MK: I have to admit: I can’t get enough of Alex’s writings. And also there’s a long way for me as an intellectual to grasp his cultural genius. Sorry if I cut this piece of his too short.
We don’t want things, we want to BE things
We learn by watching and copying others. And we learn how to want.
The desire to belong is still in our DNA, and it comes from other people.
[MK: it’s a known psychological trick: to convince others and yourself that you don’t need a drink you say: “I’m not a drinker” instead of “I don’t want to drink”.]
The whole idea is to find a peer set with whom one wants to associate.
Ex: teenagers who want to belong are flexible with their likes (music, style, whatever).
The outcome of this self-deception is lying and pretending.
The right outcome is humility: one doesn’t become a copy of their idols.
Narcissists, on the contrary, want to be the best versions of themselves, and hence very unhappy as it’s unreachable.
The model vs the obstacle
(2D) Simplistic approach: Hero —> Goal <—> Obstacle.
(3D) Idealistic approach: Hero <—> Ideal. A human wants to become the Ideal and is mimicking the Model.
And yes, in simple speak people want the status.
Models and their admirers ultimately become rivals. [MK: this is so important, especially for kids]
Instagram: it’s about the other person and the emotions (not always nice) about them.
A person can direct its anger outwards and actively pursue objects or experiences turning one into the model. Can blame the other person for one not being able to become like them. Or can be narcissistic and blame oneself on not being able to become that idealised version of oneself.
We do not fight because we’re different; we are the same
The amount of distance between the subject and the model makes a big difference.
The “external mediators”, an ideal model far removed from the subject (a hero, a god, etc.) is an unreachable role model, not a peer.

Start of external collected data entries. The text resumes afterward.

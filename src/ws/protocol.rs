//! WebSocket protocol message definitions
//! These are the wire types for client-server communication

use serde::{Deserialize, Serialize};
use uuid::Uuid;

use crate::game::arena::{ArenaEvent, ArenaPhase};
use crate::game::enemy::EnemyState;
use crate::game::projectile::Projectile;

/// Messages sent from client to server
#[derive(Debug, Clone, Serialize, Deserialize)]
#[serde(tag = "type", rename_all = "snake_case")]
pub enum ClientMsg {
    /// Held keys and pointer for the coming ticks
    Input {
        /// Increasing sequence number; stale inputs are dropped
        seq: u32,
        #[serde(default)]
        up: bool,
        #[serde(default)]
        down: bool,
        #[serde(default)]
        left: bool,
        #[serde(default)]
        right: bool,
        /// Pointer position in arena coordinates
        #[serde(default)]
        aim_x: Option<f32>,
        #[serde(default)]
        aim_y: Option<f32>,
        /// Mouse click since the last input
        #[serde(default)]
        shoot: bool,
    },

    /// Flip the flashlight on or off
    ToggleFlashlight,

    /// Start a new game after game over
    Restart,

    /// Ping for latency measurement
    Ping {
        /// Client timestamp
        t: u64,
    },
}

/// Messages sent from server to client
#[derive(Debug, Clone, Serialize, Deserialize)]
#[serde(tag = "type", rename_all = "snake_case")]
pub enum ServerMsg {
    /// Welcome message after connection
    Welcome {
        arena_id: Uuid,
        /// Seed of the arena's random stream
        seed: u64,
        server_time: u64,
    },

    /// Arena state snapshot (sent at regular intervals)
    Snapshot {
        tick: u64,
        phase: ArenaPhase,
        score: u32,
        player: PlayerView,
        enemies: Vec<EnemyView>,
        bullets: Vec<Projectile>,
        enemy_bullets: Vec<Projectile>,
        /// Events that occurred since last snapshot
        events: Vec<ArenaEvent>,
    },

    /// The player died
    GameOver {
        score: u32,
        tick: u64,
    },

    /// Pong response
    Pong {
        t: u64,
    },

    /// Error message
    Error {
        code: String,
        message: String,
    },
}

/// Player state for rendering
#[derive(Debug, Clone, Serialize, Deserialize)]
pub struct PlayerView {
    pub x: f32,
    pub y: f32,
    pub angle: f32,
    pub health: f32,
    pub ammo: f32,
    pub max_ammo: f32,
    pub flashlight_on: bool,
}

/// Enemy state for rendering
#[derive(Debug, Clone, Serialize, Deserialize)]
pub struct EnemyView {
    pub id: u32,
    pub x: f32,
    pub y: f32,
    pub state: EnemyState,
}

“Internal mediators” are the role models where a two-way relationship is present. What starts as a role model (what you want to want) turns into rivalry, and herein lies the duality: you want to become another person, but there’s a stigma of being a copycat. It’s even worse for narcissists who are rivals with themselves.
When the role model is far away – it’s safe to admit the fact that they’re a role model.
The dynamics with a close role model are usually negative: what starts with admiration turns into envy and opposition. This can be symmetrical, too.
Internal conflict: trying to be someone and at the same time trying not to show the process of becoming this someone. Causes shame.
Small stakes have the fiercest fights
People think the rivalry is about an object, not the relationship —> thing get intense.
The smaller the object – the uglier the fight gets.
The smaller the stakes – the more similar competitors are [otherwise the object is not equally valuable to them]
The smaller the stakes – the harder it is to justify the conflict over them. [Rivalry over big goals is socially acceptable]
Smearing the opponent’s reputation to hide one’s own jealousy and secret admiration.
Such conflicts end up being about nothing, and they spiral out of control, no reconciliation possible.
The solution is the differentiation (in terms of position, distance, power distance, etc.) to ensure no tit for tat violence can emerge.
Violence, Scapegoating and Blame
In homogenous societies conflicts magnify and are very hard to deter as the enemy is internal.
While the advantages of being alike are known, the conflicts are bound to occur.
Conflict resolution: finding a scapegoat [the alleged root of the problem] and forcing it out or killing. It’s someone neutral and innocent.
In modern societies people resort to blame, and it often feels good.
In work environments this is all too common.